You did the right thing to end it, it was really unfair of him to pressure you so much, making it impossible for you to be happy. It will take time to adjust to going no contact, especially with the Christmas break but come January I’m sure you’ll get past this.

Loosielou · 25/12/2025 23:19

Thanks for the advice, i haven’t messaged him as you’re right what would it achieve. I’m finding it harder as according to him everything that was wrong was me not doing enough, he just wouldn’t see that his attitude was pushing me away. I was just so hopeful that this was my person but then he showed his true colours. I just need to get through this grieving process but thank you as your support has help.

OP posts:
PixieDust91 · 26/12/2025 02:05

Block his # ASAP. There is no reason not to.

UpDownAllAround1 · 26/12/2025 08:42

Block, delete number, back on Tinder, next

TheThingOnTheIce · 26/12/2025 08:49

Op I was in this exact same situation last xmas
i dumped him on the 23rd, felt so guilty and caved.
the issues were still there all this year until we finally split for good in October.
i really wish I hadn’t contacted him again last Xmas and wasted so much more time

pictoosh · 26/12/2025 08:49

Don't allow your sense of loss to overwhelm what you know is the right course of action. You are grieving, of course you are...you're grieving for the relationship you wish it had been, could have been. The reality is that it's not the relationship you got.
He would suffocate you and you know it. Clingy, demanding, manipulative twat.
You've got a kid and no time for that. Well done.

BadgernTheGarden · 26/12/2025 08:53

He's expecting a lot from a 4 month relationship and it's already going downhill. Cut your losses, you will regret letting him back in.

Iaeve · 26/12/2025 09:31

Be really proud of yourself OP, you’ve put your kids & yourself first and got rid of a guy who would have been emotionally abusive. He had already started. He has already managed to gaslight you into believing you may be the problem. Awful. Chin up, hold head high - you did good. There are lovely men out there and he was not one of them.

Loosielou · 26/12/2025 10:31

Thanks for everyone support. I have woke up feeling bit better. However just had a missed call off him. He literally called for a couple of seconds then stopped. Thinking this is probably to get my attention, I just hoping he doesn’t call again as I know I feel torn if to answer.

OP posts:
ChristmasFluff · 26/12/2025 10:51

This is why you need to block him everywhere - so he can't mess with your head like this.

If he's not blocked, you are constantly on edge whenever your phone vibrates and this maintains the addiction that love-bombing and intermittent reinforcement (cycle of being nice then blaming you) has created.

This man is 100% abusive.
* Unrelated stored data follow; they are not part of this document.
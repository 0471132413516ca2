// tests/parser_tests.rs - Event reconstruction through the public API
use patlog::scanner::scan_balanced;
use patlog::{
    AppendMode, Event, FormatModifier, Level, OutputFormat, Parser, PatternLayout, PipelineConfig,
    StreamItem, StreamPipeline, JBOSS_DEFAULT_PATTERN,
};
use std::io::Cursor;

const SERVER_LOG: &str = "\
10:15:30,001 INFO  [org.jboss.modules] (main) JBoss Modules version 1.3.7
10:15:30,120 INFO  [org.jboss.as] (MSC service thread 1-6) WFLYSRV0049: WildFly starting
10:15:31,400 ERROR [org.jboss.as.controller.management-operation] (Controller Boot Thread) WFLYCTL0013: Operation failed: java.lang.IllegalStateException: WFLYCTL0170: missing resource
\tat org.jboss.as.controller.OperationContextImpl.executeStep(OperationContextImpl.java:1100)
\tat java.lang.Thread.run(Thread.java:748)
Caused by: java.io.FileNotFoundException: standalone.xml
\t... 2 more
10:15:32,000 WARN  [org.jboss.as.server] (Controller Boot Thread) WFLYSRV0212: Resuming server
";

fn parse_all(parser: &mut Parser, input: &str) -> Vec<Event> {
    let mut events = Vec::new();
    for (i, line) in input.lines().enumerate() {
        events.extend(parser.parse(i + 1, line).unwrap());
    }
    events.extend(parser.close().into_iter().filter_map(|item| match item {
        StreamItem::Event(event) => Some(event),
        StreamItem::EndOfStream => None,
    }));
    events
}

#[test]
fn test_raw_round_trip_with_layout() {
    let mut parser = Parser::with_pattern(JBOSS_DEFAULT_PATTERN).unwrap();
    let events = parse_all(&mut parser, SERVER_LOG);
    assert_eq!(events.len(), 4);

    let rebuilt: String = events.iter().map(|e| format!("{}\n", e.raw)).collect();
    assert_eq!(rebuilt, SERVER_LOG);
    let lines: Vec<usize> = events.iter().map(|e| e.line_number).collect();
    assert_eq!(lines, vec![1, 2, 3, 8]);
}

#[test]
fn test_raw_round_trip_heuristic() {
    let mut parser = Parser::heuristic();
    let events = parse_all(&mut parser, SERVER_LOG);
    let rebuilt: String = events.iter().map(|e| format!("{}\n", e.raw)).collect();
    assert_eq!(rebuilt, SERVER_LOG);
}

#[test]
fn test_stack_trace_goes_to_exception() {
    let mut parser = Parser::with_pattern(JBOSS_DEFAULT_PATTERN).unwrap();
    let events = parse_all(&mut parser, SERVER_LOG);
    let failed = &events[2];

    assert_eq!(failed.level, Some(Level::Error));
    assert_eq!(failed.thread_name.as_deref(), Some("Controller Boot Thread"));
    assert_eq!(failed.message.as_deref(), Some("WFLYCTL0013: Operation failed"));
    assert_eq!(failed.append_mode, AppendMode::Exception);
    let exception = failed.exception_rendering.as_deref().unwrap();
    assert!(exception.starts_with("java.lang.IllegalStateException: WFLYCTL0170: missing resource\n\tat "));
    assert!(exception.ends_with("Caused by: java.io.FileNotFoundException: standalone.xml\n\t... 2 more"));
    assert_eq!(failed.line_count(), 5);
}

#[test]
fn test_heuristic_appends_stack_trace_to_message() {
    let mut parser = Parser::heuristic();
    let events = parse_all(&mut parser, SERVER_LOG);
    let failed = &events[2];
    assert_eq!(failed.timestamp, Some(37_531_400));
    assert_eq!(failed.logger.as_deref(), Some("org.jboss.as.controller.management-operation"));
    assert!(failed.exception_rendering.is_none());
    let message = failed.message.as_deref().unwrap();
    assert_eq!(message.lines().count(), 5);
}

#[test]
fn test_balanced_scan() {
    let enclosed = scan_balanced("a [b [c] d] e", 0, '[', ']').unwrap().unwrap();
    assert_eq!(enclosed.content, "b [c] d");
    assert_eq!(enclosed.next, 11);

    let err = scan_balanced("a [b", 0, '[', ']').unwrap_err();
    assert_eq!(err.open, 2);
}

#[test]
fn test_modifier_examples() {
    let apply = |m: &str, v: &str| FormatModifier::parse(m).unwrap().apply(v).into_owned();
    assert_eq!(apply("5", ""), "     ");
    assert_eq!(apply("-5", "a"), "a    ");
    assert_eq!(apply(".3", "ABCD"), "BCD");
    assert_eq!(apply("-2.-3", "ABCD"), "ABC");
}

#[test]
fn test_heuristic_examples() {
    let mut parser = Parser::heuristic();
    let events = parse_all(
        &mut parser,
        "ERROR [org.jboss.modules] (main) JBoss Modules version 1.3.7\n\
         ERROR [io.test] (something (nested (deep) more)) rest\n",
    );
    assert_eq!(events.len(), 2);
    assert_eq!(events[0].logger.as_deref(), Some("org.jboss.modules"));
    assert_eq!(events[0].thread_name.as_deref(), Some("main"));
    assert_eq!(events[0].message.as_deref(), Some("JBoss Modules version 1.3.7"));
    assert_eq!(events[1].thread_name.as_deref(), Some("something (nested (deep) more)"));
    assert_eq!(events[1].message.as_deref(), Some("rest"));
}

#[test]
fn test_close_markers() {
    let mut parser = Parser::heuristic();
    assert_eq!(parser.close(), vec![StreamItem::EndOfStream]);

    let mut parser = Parser::heuristic();
    assert!(parser.parse(1, "INFO [a] (b) only").unwrap().is_empty());
    let items = parser.close();
    assert_eq!(items.len(), 2);
    assert!(items[0].as_event().is_some());
    assert!(items[1].is_end());
}

#[test]
fn test_custom_layout_with_padding_and_unknown_conversions() {
    let layout = "%d{yyyy-MM-dd HH:mm:ss,SSS} %5p %X{requestId} %-20.20c{1} - %m%n";
    let input = "\
2024-01-15 10:00:00,250  WARN req-17 Cache                - evicted 3 entries
    while compacting
2024-01-15 10:00:01,000 ERROR req-18 Store                - write failed
";
    let mut parser = Parser::with_pattern(layout).unwrap();
    let events = parse_all(&mut parser, input);
    assert_eq!(events.len(), 2);
    assert_eq!(events[0].timestamp, Some(1_705_312_800_250));
    assert_eq!(events[0].level, Some(Level::Warn));
    assert_eq!(events[0].logger.as_deref(), Some("Cache"));
    assert_eq!(events[0].message.as_deref(), Some("evicted 3 entries\n    while compacting"));
    assert_eq!(events[1].level, Some(Level::Error));
}

#[test]
fn test_layout_output_re_renders_events() {
    let input = "10:15:30,001 INFO  [org.jboss.as] (main) started\n";
    let mut pipeline = StreamPipeline::new(PipelineConfig {
        pattern: Some(JBOSS_DEFAULT_PATTERN.to_string()),
        output_format: OutputFormat::Layout,
        output_pattern: Some("%p %c: %m".to_string()),
        ..Default::default()
    })
    .unwrap();
    let mut output = Vec::new();
    pipeline
        .process_stream(Cursor::new(input), &mut output, None)
        .unwrap();
    assert_eq!(String::from_utf8(output).unwrap(), "INFO org.jboss.as: started\n");
}

#[test]
fn test_compile_reproduces_literal() {
    let layout = PatternLayout::compile(JBOSS_DEFAULT_PATTERN).unwrap();
    let joined: String = layout.components().iter().map(|c| c.literal()).collect();
    assert_eq!(joined, JBOSS_DEFAULT_PATTERN);
    assert_eq!(layout.to_string(), JBOSS_DEFAULT_PATTERN);
}

#[test]
fn test_field_ends_at_first_separator() {
    let mut parser = Parser::with_pattern("%d{ABSOLUTE} %p %c - %m%n").unwrap();
    let events = parse_all(&mut parser, "10:00:00,000 INFO a.b - value - with dash\n");
    assert_eq!(events[0].logger.as_deref(), Some("a.b"));
    assert_eq!(events[0].message.as_deref(), Some("value - with dash"));

    let mut parser = Parser::with_pattern(JBOSS_DEFAULT_PATTERN).unwrap();
    let events = parse_all(&mut parser, "10:00:00,000 INFO  [a] (pool) worker) hello\n");
    assert_eq!(events[0].thread_name.as_deref(), Some("pool"));
    assert_eq!(events[0].message.as_deref(), Some("worker) hello"));
}

#[test]
fn test_first_throwable_starts_the_exception() {
    let input = "\
10:15:30,001 ERROR [a] (main) Failed: com.acme.Wrapper: outer: java.io.IOException: disk
10:15:30,002 ERROR [a] (main) Failed: reason: java.io.IOException: disk
";
    let mut parser = Parser::with_pattern(JBOSS_DEFAULT_PATTERN).unwrap();
    let events = parse_all(&mut parser, input);
    assert_eq!(events.len(), 2);

    assert_eq!(events[0].message.as_deref(), Some("Failed"));
    assert_eq!(
        events[0].exception_rendering.as_deref(),
        Some("com.acme.Wrapper: outer: java.io.IOException: disk")
    );
    assert_eq!(events[1].message.as_deref(), Some("Failed: reason"));
    assert_eq!(
        events[1].exception_rendering.as_deref(),
        Some("java.io.IOException: disk")
    );
}

#[test]
fn test_heuristic_level_word_in_message_body() {
    let input = "\
10:15:30,001 INFO  [org.acme] (main) Report follows:
ERROR count is 3 for this run
WARN [partial
10:15:31,000 INFO  [org.acme] (main) done
";
    let mut pipeline = StreamPipeline::new(PipelineConfig::default()).unwrap();
    let mut output = Vec::new();
    let stats = pipeline
        .process_stream(Cursor::new(input), &mut output, None)
        .unwrap();
    assert_eq!(stats.fatal_errors, 0);
    assert_eq!(stats.events_written, 2);
    assert_eq!(String::from_utf8(output).unwrap(), input);
}

#[test]
fn test_unix_preset_digit_run_is_continuation() {
    let mut parser = Parser::with_pattern("%d{UNIX_MILLIS} %p %m").unwrap();
    let events = parse_all(
        &mut parser,
        "1700000000123 WARN dump follows\n123456789012345678901234567890 0xff\n",
    );
    assert_eq!(events.len(), 1);
    assert_eq!(events[0].timestamp, Some(1_700_000_000_123));
    assert_eq!(events[0].line_count(), 2);
}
Stay rid and get properly No Contact.

SamorDean · 26/12/2025 10:56

That was a mentally abusive life waiting to happen. Be glad you're out. If you doubt what Im saying, go read one of the many mental abuse stories on here that start similar to your story. You've had a lucky escape.

ThatAquaRobin · 26/12/2025 17:28

The love bombing and neediness is a real concern.
Sounds like you're best off out of it.
Has he called again?

TheCooperettesShingaLing · 26/12/2025 17:41

@Loosielou come on heed the advice for your own sake.
24 replies that's a lot of years of life experience telling you the same.